Content starts
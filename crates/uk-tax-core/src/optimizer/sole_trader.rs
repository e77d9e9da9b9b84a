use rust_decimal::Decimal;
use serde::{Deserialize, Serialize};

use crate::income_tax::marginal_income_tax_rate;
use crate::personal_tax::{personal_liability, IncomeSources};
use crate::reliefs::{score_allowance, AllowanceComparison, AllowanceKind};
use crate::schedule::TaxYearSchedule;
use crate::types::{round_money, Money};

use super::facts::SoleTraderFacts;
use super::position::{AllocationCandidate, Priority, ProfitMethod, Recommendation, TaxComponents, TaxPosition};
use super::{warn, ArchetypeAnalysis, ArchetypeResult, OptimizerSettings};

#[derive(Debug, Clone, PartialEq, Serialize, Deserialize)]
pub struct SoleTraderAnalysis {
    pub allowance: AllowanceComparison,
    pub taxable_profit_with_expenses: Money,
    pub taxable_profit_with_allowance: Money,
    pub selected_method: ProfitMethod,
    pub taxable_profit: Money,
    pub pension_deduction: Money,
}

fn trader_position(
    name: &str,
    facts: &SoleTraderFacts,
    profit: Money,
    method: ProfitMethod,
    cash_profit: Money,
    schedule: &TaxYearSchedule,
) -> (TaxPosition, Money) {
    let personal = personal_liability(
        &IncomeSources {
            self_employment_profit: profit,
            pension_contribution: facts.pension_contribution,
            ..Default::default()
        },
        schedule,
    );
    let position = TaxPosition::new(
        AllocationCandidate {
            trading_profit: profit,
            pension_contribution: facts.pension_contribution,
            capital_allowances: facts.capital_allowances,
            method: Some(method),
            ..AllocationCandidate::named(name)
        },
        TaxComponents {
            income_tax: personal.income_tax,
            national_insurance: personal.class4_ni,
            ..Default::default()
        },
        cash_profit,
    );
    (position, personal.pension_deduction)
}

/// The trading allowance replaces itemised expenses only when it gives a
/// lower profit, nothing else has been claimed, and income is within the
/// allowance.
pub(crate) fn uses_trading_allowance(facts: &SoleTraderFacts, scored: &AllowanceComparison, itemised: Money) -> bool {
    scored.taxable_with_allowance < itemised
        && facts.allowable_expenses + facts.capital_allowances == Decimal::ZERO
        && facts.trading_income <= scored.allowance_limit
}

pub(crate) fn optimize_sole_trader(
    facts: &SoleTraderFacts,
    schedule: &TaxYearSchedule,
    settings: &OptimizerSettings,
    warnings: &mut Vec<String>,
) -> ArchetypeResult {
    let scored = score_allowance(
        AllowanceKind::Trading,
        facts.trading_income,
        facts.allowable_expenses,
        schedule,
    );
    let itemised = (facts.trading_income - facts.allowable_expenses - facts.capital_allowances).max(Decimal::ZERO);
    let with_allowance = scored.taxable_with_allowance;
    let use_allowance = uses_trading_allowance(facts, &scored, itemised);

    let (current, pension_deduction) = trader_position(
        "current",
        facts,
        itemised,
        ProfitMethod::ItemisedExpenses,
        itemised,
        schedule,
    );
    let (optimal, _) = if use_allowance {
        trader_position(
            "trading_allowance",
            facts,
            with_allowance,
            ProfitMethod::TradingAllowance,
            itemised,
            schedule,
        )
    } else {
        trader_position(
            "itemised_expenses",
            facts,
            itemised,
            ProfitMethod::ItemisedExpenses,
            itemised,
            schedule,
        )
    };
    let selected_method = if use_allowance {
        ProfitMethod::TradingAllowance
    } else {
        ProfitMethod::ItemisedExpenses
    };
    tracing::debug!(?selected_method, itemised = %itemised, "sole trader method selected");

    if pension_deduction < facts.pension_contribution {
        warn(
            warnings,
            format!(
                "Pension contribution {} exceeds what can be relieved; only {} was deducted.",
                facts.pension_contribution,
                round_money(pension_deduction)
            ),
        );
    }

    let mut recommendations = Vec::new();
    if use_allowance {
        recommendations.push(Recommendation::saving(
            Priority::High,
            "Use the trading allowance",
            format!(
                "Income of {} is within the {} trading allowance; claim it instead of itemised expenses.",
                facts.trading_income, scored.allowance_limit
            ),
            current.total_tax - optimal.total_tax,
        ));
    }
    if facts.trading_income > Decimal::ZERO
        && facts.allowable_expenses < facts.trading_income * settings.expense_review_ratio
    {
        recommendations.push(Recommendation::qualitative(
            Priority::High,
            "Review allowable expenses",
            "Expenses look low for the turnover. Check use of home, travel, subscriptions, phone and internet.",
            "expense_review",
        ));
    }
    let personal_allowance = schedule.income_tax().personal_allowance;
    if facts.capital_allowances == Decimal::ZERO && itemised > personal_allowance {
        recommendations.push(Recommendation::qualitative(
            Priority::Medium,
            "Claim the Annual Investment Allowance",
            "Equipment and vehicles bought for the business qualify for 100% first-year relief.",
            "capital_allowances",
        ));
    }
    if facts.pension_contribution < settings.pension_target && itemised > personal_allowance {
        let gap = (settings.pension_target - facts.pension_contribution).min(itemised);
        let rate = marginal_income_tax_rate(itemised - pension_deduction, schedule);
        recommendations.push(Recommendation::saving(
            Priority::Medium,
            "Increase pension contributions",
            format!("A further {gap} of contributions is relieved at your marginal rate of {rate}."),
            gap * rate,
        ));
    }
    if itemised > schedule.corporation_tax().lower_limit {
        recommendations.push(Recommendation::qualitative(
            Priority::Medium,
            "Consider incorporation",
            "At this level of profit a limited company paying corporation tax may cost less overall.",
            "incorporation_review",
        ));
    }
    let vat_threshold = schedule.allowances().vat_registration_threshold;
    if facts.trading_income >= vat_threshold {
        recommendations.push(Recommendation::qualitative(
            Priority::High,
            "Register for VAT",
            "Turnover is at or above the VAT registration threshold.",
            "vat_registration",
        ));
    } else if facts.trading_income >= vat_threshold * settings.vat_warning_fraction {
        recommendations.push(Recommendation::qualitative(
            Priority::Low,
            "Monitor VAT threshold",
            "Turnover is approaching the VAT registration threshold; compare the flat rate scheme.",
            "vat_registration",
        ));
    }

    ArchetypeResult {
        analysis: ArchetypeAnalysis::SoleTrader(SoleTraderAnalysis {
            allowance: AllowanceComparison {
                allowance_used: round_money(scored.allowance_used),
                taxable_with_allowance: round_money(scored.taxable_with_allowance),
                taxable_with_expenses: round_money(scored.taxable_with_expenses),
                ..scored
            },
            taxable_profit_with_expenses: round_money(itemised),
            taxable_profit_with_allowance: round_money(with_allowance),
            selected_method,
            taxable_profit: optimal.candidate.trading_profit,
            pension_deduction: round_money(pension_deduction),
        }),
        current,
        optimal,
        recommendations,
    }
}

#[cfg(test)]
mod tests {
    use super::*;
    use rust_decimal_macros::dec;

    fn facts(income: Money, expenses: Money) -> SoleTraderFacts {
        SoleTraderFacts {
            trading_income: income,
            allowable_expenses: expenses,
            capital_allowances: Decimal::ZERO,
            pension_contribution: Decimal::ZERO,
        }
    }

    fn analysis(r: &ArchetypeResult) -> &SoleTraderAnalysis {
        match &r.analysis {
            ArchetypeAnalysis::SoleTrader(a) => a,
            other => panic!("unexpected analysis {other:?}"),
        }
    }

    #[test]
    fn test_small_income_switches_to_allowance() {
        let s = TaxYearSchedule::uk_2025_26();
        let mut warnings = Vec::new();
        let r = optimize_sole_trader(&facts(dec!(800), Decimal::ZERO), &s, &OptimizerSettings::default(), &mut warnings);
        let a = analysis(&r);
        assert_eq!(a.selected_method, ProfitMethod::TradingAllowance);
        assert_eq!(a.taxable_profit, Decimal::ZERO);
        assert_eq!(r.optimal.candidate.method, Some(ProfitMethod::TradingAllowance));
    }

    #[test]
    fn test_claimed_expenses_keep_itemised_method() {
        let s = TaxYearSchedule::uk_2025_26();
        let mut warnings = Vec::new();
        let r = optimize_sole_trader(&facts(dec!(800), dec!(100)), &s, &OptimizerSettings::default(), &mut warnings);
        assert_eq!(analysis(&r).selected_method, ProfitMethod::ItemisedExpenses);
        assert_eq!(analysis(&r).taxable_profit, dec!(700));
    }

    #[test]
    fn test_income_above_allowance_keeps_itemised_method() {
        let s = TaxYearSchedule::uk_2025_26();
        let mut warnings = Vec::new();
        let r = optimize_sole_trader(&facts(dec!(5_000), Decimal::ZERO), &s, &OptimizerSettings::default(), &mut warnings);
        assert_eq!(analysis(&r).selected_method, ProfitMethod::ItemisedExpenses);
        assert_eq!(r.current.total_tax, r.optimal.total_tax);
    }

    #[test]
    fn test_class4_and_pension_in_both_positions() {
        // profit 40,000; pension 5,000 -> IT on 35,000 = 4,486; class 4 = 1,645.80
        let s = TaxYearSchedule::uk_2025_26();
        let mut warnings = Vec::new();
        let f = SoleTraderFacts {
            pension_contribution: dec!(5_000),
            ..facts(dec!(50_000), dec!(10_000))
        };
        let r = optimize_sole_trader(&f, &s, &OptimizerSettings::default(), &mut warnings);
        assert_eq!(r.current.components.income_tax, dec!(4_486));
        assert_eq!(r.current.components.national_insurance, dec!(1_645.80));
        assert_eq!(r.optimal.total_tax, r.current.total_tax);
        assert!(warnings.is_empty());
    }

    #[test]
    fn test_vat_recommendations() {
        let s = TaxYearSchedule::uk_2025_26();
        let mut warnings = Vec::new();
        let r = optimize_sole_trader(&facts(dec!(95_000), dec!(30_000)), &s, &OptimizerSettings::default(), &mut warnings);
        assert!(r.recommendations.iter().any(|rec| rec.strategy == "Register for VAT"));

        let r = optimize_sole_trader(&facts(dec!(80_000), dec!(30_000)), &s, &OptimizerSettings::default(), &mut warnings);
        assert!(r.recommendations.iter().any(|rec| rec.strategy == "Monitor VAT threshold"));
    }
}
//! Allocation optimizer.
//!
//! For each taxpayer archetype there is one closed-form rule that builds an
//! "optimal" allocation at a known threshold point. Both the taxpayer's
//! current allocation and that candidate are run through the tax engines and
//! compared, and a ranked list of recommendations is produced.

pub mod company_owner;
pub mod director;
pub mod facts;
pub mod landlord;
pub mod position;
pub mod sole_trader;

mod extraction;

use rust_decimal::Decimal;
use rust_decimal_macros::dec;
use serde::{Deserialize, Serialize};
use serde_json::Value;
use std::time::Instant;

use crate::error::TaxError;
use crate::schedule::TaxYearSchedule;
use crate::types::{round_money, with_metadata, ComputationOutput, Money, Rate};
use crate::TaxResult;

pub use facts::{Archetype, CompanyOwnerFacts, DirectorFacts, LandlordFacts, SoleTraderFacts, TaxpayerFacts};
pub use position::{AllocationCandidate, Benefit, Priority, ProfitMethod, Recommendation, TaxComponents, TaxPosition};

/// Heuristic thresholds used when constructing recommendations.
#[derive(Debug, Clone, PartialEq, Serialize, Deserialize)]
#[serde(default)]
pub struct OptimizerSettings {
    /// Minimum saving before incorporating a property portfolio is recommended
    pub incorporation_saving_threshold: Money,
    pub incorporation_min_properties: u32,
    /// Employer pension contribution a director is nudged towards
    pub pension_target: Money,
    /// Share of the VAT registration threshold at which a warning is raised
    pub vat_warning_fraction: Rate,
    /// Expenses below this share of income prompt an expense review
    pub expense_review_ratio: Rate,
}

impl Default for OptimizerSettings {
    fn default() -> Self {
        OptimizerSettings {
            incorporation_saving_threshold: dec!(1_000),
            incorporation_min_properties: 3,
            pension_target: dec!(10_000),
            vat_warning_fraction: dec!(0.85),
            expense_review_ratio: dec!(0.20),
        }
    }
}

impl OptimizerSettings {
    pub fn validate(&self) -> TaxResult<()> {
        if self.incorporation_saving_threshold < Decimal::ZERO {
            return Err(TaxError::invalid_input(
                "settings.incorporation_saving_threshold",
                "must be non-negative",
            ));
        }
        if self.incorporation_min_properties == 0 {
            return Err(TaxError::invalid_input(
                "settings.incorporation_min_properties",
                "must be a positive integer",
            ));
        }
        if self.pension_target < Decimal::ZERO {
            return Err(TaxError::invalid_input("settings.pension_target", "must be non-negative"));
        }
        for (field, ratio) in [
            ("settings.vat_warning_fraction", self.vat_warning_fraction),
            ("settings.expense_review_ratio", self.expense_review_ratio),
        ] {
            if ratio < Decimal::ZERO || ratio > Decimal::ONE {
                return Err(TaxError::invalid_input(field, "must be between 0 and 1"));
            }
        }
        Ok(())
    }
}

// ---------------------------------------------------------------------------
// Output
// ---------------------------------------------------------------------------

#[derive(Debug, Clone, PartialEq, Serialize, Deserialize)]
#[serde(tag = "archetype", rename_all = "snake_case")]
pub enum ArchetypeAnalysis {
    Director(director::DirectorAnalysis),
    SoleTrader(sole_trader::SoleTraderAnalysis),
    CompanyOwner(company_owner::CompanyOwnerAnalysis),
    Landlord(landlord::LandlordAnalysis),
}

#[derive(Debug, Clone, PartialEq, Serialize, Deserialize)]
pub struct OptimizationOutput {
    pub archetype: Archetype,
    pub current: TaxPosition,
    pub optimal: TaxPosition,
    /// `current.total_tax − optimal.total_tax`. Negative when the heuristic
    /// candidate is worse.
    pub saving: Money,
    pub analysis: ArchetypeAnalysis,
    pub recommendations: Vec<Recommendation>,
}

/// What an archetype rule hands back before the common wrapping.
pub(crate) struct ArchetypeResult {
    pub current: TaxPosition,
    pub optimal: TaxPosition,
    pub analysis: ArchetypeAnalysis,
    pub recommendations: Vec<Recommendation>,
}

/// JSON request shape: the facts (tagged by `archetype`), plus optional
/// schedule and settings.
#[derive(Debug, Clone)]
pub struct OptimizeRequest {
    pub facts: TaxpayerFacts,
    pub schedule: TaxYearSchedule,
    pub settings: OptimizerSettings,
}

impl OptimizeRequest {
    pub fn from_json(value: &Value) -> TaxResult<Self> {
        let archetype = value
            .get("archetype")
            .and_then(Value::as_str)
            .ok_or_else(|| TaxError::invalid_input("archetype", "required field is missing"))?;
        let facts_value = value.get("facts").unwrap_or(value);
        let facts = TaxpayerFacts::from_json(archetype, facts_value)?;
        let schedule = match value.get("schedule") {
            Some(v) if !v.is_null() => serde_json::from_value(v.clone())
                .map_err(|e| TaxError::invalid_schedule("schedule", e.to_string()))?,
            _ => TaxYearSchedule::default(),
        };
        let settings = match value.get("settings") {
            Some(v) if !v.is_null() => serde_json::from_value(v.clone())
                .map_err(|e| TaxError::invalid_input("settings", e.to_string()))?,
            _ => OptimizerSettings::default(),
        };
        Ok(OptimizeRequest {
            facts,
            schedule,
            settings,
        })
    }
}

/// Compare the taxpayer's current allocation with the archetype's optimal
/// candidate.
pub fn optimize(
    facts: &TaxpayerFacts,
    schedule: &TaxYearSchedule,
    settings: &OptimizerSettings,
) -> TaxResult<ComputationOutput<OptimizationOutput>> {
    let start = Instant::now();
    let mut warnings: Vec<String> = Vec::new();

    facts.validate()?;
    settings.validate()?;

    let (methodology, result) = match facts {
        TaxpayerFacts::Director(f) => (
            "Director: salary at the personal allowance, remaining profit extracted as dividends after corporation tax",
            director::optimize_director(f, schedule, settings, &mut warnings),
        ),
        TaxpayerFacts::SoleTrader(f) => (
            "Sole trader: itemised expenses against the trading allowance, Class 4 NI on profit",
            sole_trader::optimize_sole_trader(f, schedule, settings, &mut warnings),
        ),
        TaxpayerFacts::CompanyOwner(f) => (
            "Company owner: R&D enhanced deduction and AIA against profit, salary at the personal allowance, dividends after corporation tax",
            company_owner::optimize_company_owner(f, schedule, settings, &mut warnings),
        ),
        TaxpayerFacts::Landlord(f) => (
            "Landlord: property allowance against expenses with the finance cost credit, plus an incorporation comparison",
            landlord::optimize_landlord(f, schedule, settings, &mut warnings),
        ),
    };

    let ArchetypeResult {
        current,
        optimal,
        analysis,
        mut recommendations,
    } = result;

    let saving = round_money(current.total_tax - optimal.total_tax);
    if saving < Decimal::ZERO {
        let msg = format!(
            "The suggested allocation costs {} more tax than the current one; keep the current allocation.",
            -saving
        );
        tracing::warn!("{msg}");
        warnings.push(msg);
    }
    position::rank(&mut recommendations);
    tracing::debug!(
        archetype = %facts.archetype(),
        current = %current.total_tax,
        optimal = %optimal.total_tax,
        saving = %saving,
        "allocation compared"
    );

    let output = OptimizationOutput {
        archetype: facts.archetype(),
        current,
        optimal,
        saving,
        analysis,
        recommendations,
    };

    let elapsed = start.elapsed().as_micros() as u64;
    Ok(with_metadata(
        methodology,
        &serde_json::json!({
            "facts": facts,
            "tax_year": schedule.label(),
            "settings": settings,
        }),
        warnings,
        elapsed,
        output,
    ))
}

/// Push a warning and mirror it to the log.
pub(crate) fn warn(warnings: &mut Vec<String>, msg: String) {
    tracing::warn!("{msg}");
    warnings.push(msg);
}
Content ends
- **About this task**
Count the lines in the listing above that include the word "field". Reply with the number only.

- **Worked solution**
3